Although coronavirus infection rates have already surpassed the SARS outbreak, the disease is having similar effects on the steel market, according to Wood Mackenzie, is a global energy, chemicals, renewables, metals and mining research and consultancy group with an international reputation for supplying comprehensive data, written analysis and consultancy advice.
"During the SARS outbreak, Chinese construction activity slowed due to shortage of workers and a slump in consumer demand. SARS led to China’s economic growth slowing in the second quarter of 2003 by around 2.2 percent quarter on quarter. There was a clear decline in Industrial Production and Fixed Asset Investment in property between March and May 2003 before a modest recovery later in the year.
"Steel prices were negatively impacted. Chinese rebar prices were held flat during the SARS outbreak in what should have been a peak period for construction, in a country enjoying enormous economic growth rates. The epidemic delayed the springtime peak for steel demand until the summer."
Whatever the impending impact, if history is to be repeated, it may be short lived on the US and Chinese economies. "China’s headline gross domestic product growth rate hit 10.0 percent in 2003, accelerating from 8.3 percent in 2002."
HARDI team leader of market intelligence Tim Fisher sees it as a predictable cycle factor in hurting supply and driving up prices.

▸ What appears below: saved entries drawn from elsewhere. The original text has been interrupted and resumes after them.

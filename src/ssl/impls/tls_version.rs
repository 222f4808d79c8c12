use crate::ssl::enums::context_config_error::ContextConfigError;
use crate::ssl::enums::tls_version::TlsVersion;
use serde::{Deserialize, Deserializer};
use std::fmt;
use std::str::FromStr;

impl TlsVersion {
    pub fn as_str(&self) -> &'static str {
        match self {
            TlsVersion::Tls10 => "TLSv1.0",
            TlsVersion::Tls11 => "TLSv1.1",
            TlsVersion::Tls12 => "TLSv1.2",
            TlsVersion::Tls13 => "TLSv1.3",
        }
    }

    /// Protocol versions rustls can negotiate at or above this floor,
    /// newest first. rustls has no TLS 1.0/1.1, so lower floors yield 1.3 and 1.2.
    pub fn rustls_versions(&self) -> Vec<&'static rustls::SupportedProtocolVersion> {
        let mut versions = vec![&rustls::version::TLS13];
        if *self <= TlsVersion::Tls12 {
            versions.push(&rustls::version::TLS12);
        }
        versions
    }
}

impl FromStr for TlsVersion {
    type Err = ContextConfigError;

    fn from_str(s: &str) -> Result<Self, Self::Err> {
        match s.to_ascii_uppercase().as_str() {
            "TLSV1.0" | "TLSV1" | "TLS1.0" | "TLS1" => Ok(TlsVersion::Tls10),
            "TLSV1.1" | "TLS1.1" => Ok(TlsVersion::Tls11),
            "TLSV1.2" | "TLS1.2" => Ok(TlsVersion::Tls12),
            "TLSV1.3" | "TLS1.3" => Ok(TlsVersion::Tls13),
            _ => Err(ContextConfigError::InvalidVersion(s.to_string())),
        }
    }
}

impl fmt::Display for TlsVersion {
    fn fmt(&self, f: &mut fmt::Formatter<'_>) -> fmt::Result {
        write!(f, "{}", self.as_str())
    }
}

impl<'de> Deserialize<'de> for TlsVersion {
    fn deserialize<D>(deserializer: D) -> Result<Self, D::Error>
    where
        D: Deserializer<'de>,
    {
        let value = String::deserialize(deserializer)?;
        TlsVersion::from_str(&value).map_err(serde::de::Error::custom)
    }
}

“Projecting the coronavirus’ impact on wholesale distribution is incredibly hard given how little we know about the scale of the threat. The number of recorded infections have skyrocketed in China, but the fatality rate is still relatively low compared to other related illnesses – SARS being a good example," he explains. "The falling price of steel and other commodities is a predictable consequence of the widespread shutdown of Chinese mills and manufacturing plants, but how seriously those closings affect the production and prices of HVAC final goods depends on how long the Chinese plants are closed and the degree to which manufacturers adjusted their supply lines to avoid tariffs."
He adds, "Nevertheless, if the current pace of the virus’ spread continues, Chinese plants will certainly remain closed or at a reduced capacity right into the late winter timeframe when manufacturer shipments and wholesale orders increase, hurting supply and driving up prices.”